//! # Pass Compiler Module
//!
//! Traduce un `OptionModel` nella lista ordinata di pass da passare al
//! transform engine.
//!
//! ## Ordine di emissione (fisso):
//! 1. **Structural cleanup**: commenti, metadata, namespace editor, attributi/testo/container vuoti, elementi nascosti
//! 2. **Content removal**: title, desc, defs inutili
//! 3. **Style/attributes**: stili, colori, attributi default, stroke/fill, enable-background, sort
//! 4. **Structural rewrite**: path data, transform, merge paths, shape → path
//! 5. **Breaking**: viewBox e dimensioni, sempre per ultimi
//!
//! La compilazione è pura e totale: stesso input, stessa lista.

use crate::options::{OptionModel, Switch};
use serde::{Serialize, Serializer};
use std::fmt;

/// Opaque pass identifier shared with the transform engine (svgo plugin name)
#[derive(Debug, Clone, Copy, PartialEq, Eq, Hash)]
pub struct PassId(&'static str);

impl PassId {
    pub const REMOVE_COMMENTS: PassId = PassId("removeComments");
    pub const REMOVE_METADATA: PassId = PassId("removeMetadata");
    pub const REMOVE_EDITORS_NS_DATA: PassId = PassId("removeEditorsNSData");
    pub const REMOVE_EMPTY_ATTRS: PassId = PassId("removeEmptyAttrs");
    pub const REMOVE_EMPTY_TEXT: PassId = PassId("removeEmptyText");
    pub const REMOVE_EMPTY_CONTAINERS: PassId = PassId("removeEmptyContainers");
    pub const REMOVE_HIDDEN_ELEMS: PassId = PassId("removeHiddenElems");
    pub const REMOVE_TITLE: PassId = PassId("removeTitle");
    pub const REMOVE_DESC: PassId = PassId("removeDesc");
    pub const REMOVE_USELESS_DEFS: PassId = PassId("removeUselessDefs");
    pub const MINIFY_STYLES: PassId = PassId("minifyStyles");
    pub const CONVERT_COLORS: PassId = PassId("convertColors");
    pub const REMOVE_UNKNOWNS_AND_DEFAULTS: PassId = PassId("removeUnknownsAndDefaults");
    pub const REMOVE_USELESS_STROKE_AND_FILL: PassId = PassId("removeUselessStrokeAndFill");
    pub const CLEANUP_ENABLE_BACKGROUND: PassId = PassId("cleanupEnableBackground");
    pub const SORT_ATTRS: PassId = PassId("sortAttrs");
    pub const CONVERT_PATH_DATA: PassId = PassId("convertPathData");
    pub const CONVERT_TRANSFORM: PassId = PassId("convertTransform");
    pub const MERGE_PATHS: PassId = PassId("mergePaths");
    pub const CONVERT_SHAPE_TO_PATH: PassId = PassId("convertShapeToPath");
    pub const REMOVE_VIEW_BOX: PassId = PassId("removeViewBox");
    pub const REMOVE_DIMENSIONS: PassId = PassId("removeDimensions");

    pub fn as_str(self) -> &'static str {
        self.0
    }

    /// Passes that may change geometry or how the document scales
    pub fn is_lossy(self) -> bool {
        matches!(
            self,
            PassId::CONVERT_PATH_DATA
                | PassId::MERGE_PATHS
                | PassId::CONVERT_SHAPE_TO_PATH
                | PassId::REMOVE_VIEW_BOX
                | PassId::REMOVE_DIMENSIONS
        )
    }
}

impl fmt::Display for PassId {
    fn fmt(&self, f: &mut fmt::Formatter<'_>) -> fmt::Result {
        f.write_str(self.0)
    }
}

impl Serialize for PassId {
    fn serialize<S: Serializer>(&self, serializer: S) -> Result<S::Ok, S::Error> {
        serializer.serialize_str(self.0)
    }
}

/// Ordered pass identifiers, derived fresh on every run
pub type PassList = Vec<PassId>;

/// Conservative passes that never touch geometry, used by the safe tier
pub const SAFE_PASSES: [PassId; 7] = [
    PassId::REMOVE_COMMENTS,
    PassId::REMOVE_METADATA,
    PassId::REMOVE_EDITORS_NS_DATA,
    PassId::REMOVE_EMPTY_ATTRS,
    PassId::REMOVE_EMPTY_TEXT,
    PassId::MINIFY_STYLES,
    PassId::CONVERT_COLORS,
];

/// Compile the option model into the pass list for the full tier
pub fn compile(options: &OptionModel) -> PassList {
    options.enabled_switches().map(Switch::pass).collect()
}

/// Human-readable pass list for logs
pub fn describe(passes: &[PassId]) -> String {
    if passes.is_empty() {
        return "(none)".to_string();
    }

    passes
        .iter()
        .map(|pass| pass.as_str())
        .collect::<Vec<_>>()
        .join(", ")
}
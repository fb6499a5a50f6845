//! # Transform Engine Module
//!
//! Il transform engine è il collaboratore esterno che applica davvero i pass
//! al documento. L'orchestratore lo tratta come una black box.
//!
//! ## Componenti:
//! - `TransformEngine`: trait implementato da ogni engine
//! - `SvgoEngine`: engine di default che pilota il binario `svgo`
//!
//! ## Contratto:
//! - `transform(document, passes)` restituisce il documento trasformato
//! - Qualsiasi fallimento è un `EngineError`; il fallback executor lo
//!   assorbe passando al tier successivo

pub mod svgo;

pub use svgo::SvgoEngine;

use crate::error::EngineError;
use crate::passes::PassId;
use std::future::Future;

/// External engine that applies an ordered list of passes to a document
pub trait TransformEngine: Send + Sync {
    /// Short name used in logs
    fn name(&self) -> &str;

    fn transform(
        &self,
        document: &str,
        passes: &[PassId],
    ) -> impl Future<Output = Result<String, EngineError>> + Send;
}

#[cfg(test)]
pub(crate) mod testing {
    use super::*;
    use std::sync::Mutex;
    use std::time::Duration;

    type Script = Box<dyn Fn(&str, &[PassId]) -> Result<String, EngineError> + Send + Sync>;

    /// Engine driven by a closure, recording every pass list it receives
    pub struct ScriptedEngine {
        script: Script,
        delay: Box<dyn Fn(&str) -> Duration + Send + Sync>,
        pub calls: Mutex<Vec<Vec<PassId>>>,
    }

    impl ScriptedEngine {
        pub fn new(
            script: impl Fn(&str, &[PassId]) -> Result<String, EngineError> + Send + Sync + 'static,
        ) -> Self {
            Self {
                script: Box::new(script),
                delay: Box::new(|_| Duration::ZERO),
                calls: Mutex::new(Vec::new()),
            }
        }

        /// Per-document artificial latency
        pub fn with_delay(mut self, delay: impl Fn(&str) -> Duration + Send + Sync + 'static) -> Self {
            self.delay = Box::new(delay);
            self
        }

        pub fn failing() -> Self {
            Self::new(|_, _| Err(EngineError::InvalidOutput("scripted failure".to_string())))
        }

        pub fn calls(&self) -> Vec<Vec<PassId>> {
            self.calls.lock().unwrap().clone()
        }
    }

    impl TransformEngine for ScriptedEngine {
        fn name(&self) -> &str {
            "scripted"
        }

        async fn transform(&self, document: &str, passes: &[PassId]) -> Result<String, EngineError> {
            self.calls.lock().unwrap().push(passes.to_vec());
            let delay = (self.delay)(document);
            if !delay.is_zero() {
                tokio::time::sleep(delay).await;
            }
            (self.script)(document, passes)
        }
    }
}
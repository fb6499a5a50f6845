//! # JSON Output Module
//!
//! Questo modulo gestisce l'output strutturato in JSON (una riga per messaggio)
//! per l'uso programmatico della CLI.
//!
//! ## Tipi di messaggi:
//! - `start`: Inizio batch con preset e pass compilati
//! - `file_complete`: Documento ottimizzato (tier usato, stats, tier falliti)
//! - `file_rejected`: Documento rifiutato dal validator
//! - `complete`: Fine batch con statistiche finali
//! - `error`: Errore durante elaborazione

use crate::optimizer::fallback::{OptimizationResult, Tier, TierFailure};
use crate::options::Preset;
use crate::progress::BatchStats;
use crate::stats::{CodeStats, Stats};
use serde::Serialize;
use std::path::PathBuf;

/// Tipo di messaggio JSON
#[derive(Debug, Serialize)]
#[serde(tag = "type", rename_all = "snake_case")]
pub enum JsonMessage {
    /// Inizio del batch
    Start {
        total_files: usize,
        preset: Preset,
        passes: Vec<String>,
        dry_run: bool,
    },

    /// Documento ottimizzato
    FileComplete {
        path: Option<PathBuf>,
        output_path: Option<PathBuf>,
        tier: Tier,
        stats: Stats,
        code_stats: CodeStats,
        failures: Vec<TierFailure>,
    },

    /// Documento rifiutato dal validator
    FileRejected { path: Option<PathBuf>, reason: String },

    /// Batch completato
    Complete {
        files_processed: usize,
        files_optimized: usize,
        files_passthrough: usize,
        files_rejected: usize,
        errors: usize,
        total_bytes_saved: i64,
        average_reduction: f64,
        duration_seconds: f64,
    },

    /// Errore generale
    Error { message: String, details: Option<String> },
}

impl JsonMessage {
    /// Emette il messaggio JSON su stdout
    pub fn emit(&self) {
        if let Ok(json) = serde_json::to_string(self) {
            println!("{}", json);
        }
    }

    pub fn start(total_files: usize, preset: Preset, passes: &[crate::passes::PassId], dry_run: bool) -> Self {
        Self::Start {
            total_files,
            preset,
            passes: passes.iter().map(|pass| pass.to_string()).collect(),
            dry_run,
        }
    }

    pub fn file_complete(
        path: Option<PathBuf>,
        output_path: Option<PathBuf>,
        result: &OptimizationResult,
    ) -> Self {
        Self::FileComplete {
            path,
            output_path,
            tier: result.tier_used,
            stats: result.stats,
            code_stats: result.code_stats,
            failures: result.failures.clone(),
        }
    }

    pub fn file_rejected(path: Option<PathBuf>, reason: String) -> Self {
        Self::FileRejected { path, reason }
    }

    pub fn complete(stats: &BatchStats, duration_seconds: f64) -> Self {
        Self::Complete {
            files_processed: stats.files_processed,
            files_optimized: stats.files_optimized,
            files_passthrough: stats.files_passthrough,
            files_rejected: stats.files_rejected,
            errors: stats.errors,
            total_bytes_saved: stats.total_bytes_saved(),
            average_reduction: stats.overall_reduction_percent(),
            duration_seconds,
        }
    }

    pub fn error(message: String, details: Option<String>) -> Self {
        Self::Error { message, details }
    }
}

#[cfg(test)]
mod tests {
    use super::*;
    use crate::passes::PassId;

    #[test]
    fn test_start_message_shape() {
        let message = JsonMessage::start(3, Preset::Basic, &[PassId::REMOVE_COMMENTS], false);
        let json = serde_json::to_value(&message).unwrap();

        assert_eq!(json["type"], "start");
        assert_eq!(json["preset"], "basic");
        assert_eq!(json["passes"][0], "removeComments");
        assert_eq!(json["total_files"], 3);
    }

    #[test]
    fn test_rejected_message_shape() {
        let message = JsonMessage::file_rejected(None, "document is empty".to_string());
        let json = serde_json::to_value(&message).unwrap();

        assert_eq!(json["type"], "file_rejected");
        assert!(json["path"].is_null());
        assert_eq!(json["reason"], "document is empty");
    }

    #[test]
    fn test_file_complete_carries_tier() {
        let result = OptimizationResult {
            accepted_output: "<svg></svg>".to_string(),
            tier_used: Tier::Safe,
            stats: Stats::compute("<svg> </svg>", "<svg></svg>"),
            code_stats: CodeStats::compute("<svg> </svg>", "<svg></svg>"),
            failures: vec![TierFailure {
                tier: Tier::Full,
                reason: "boom".to_string(),
            }],
        };
        let json = serde_json::to_value(JsonMessage::file_complete(None, None, &result)).unwrap();

        assert_eq!(json["type"], "file_complete");
        assert_eq!(json["tier"], "safe");
        assert_eq!(json["stats"]["savings_bytes"], 1);
        assert_eq!(json["failures"][0]["tier"], "full");
    }
}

* [What the task requires]: Could you write out exactly the lines above, starting at the first one and ending with the line that has "pub const REMOVE_COMMENTS: PassId"?

* [Problem solution]:
//! # Pass Compiler Module
//!
//! Traduce un `OptionModel` nella lista ordinata di pass da passare al
//! transform engine.
//!
//! ## Ordine di emissione (fisso):
//! 1. **Structural cleanup**: commenti, metadata, namespace editor, attributi/testo/container vuoti, elementi nascosti
//! 2. **Content removal**: title, desc, defs inutili
//! 3. **Style/attributes**: stili, colori, attributi default, stroke/fill, enable-background, sort
//! 4. **Structural rewrite**: path data, transform, merge paths, shape → path
//! 5. **Breaking**: viewBox e dimensioni, sempre per ultimi
//!
//! La compilazione è pura e totale: stesso input, stessa lista.

use crate::options::{OptionModel, Switch};
use serde::{Serialize, Serializer};
use std::fmt;

/// Opaque pass identifier shared with the transform engine (svgo plugin name)
#[derive(Debug, Clone, Copy, PartialEq, Eq, Hash)]
pub struct PassId(&'static str);

impl PassId {
    pub const REMOVE_COMMENTS: PassId = PassId("removeComments");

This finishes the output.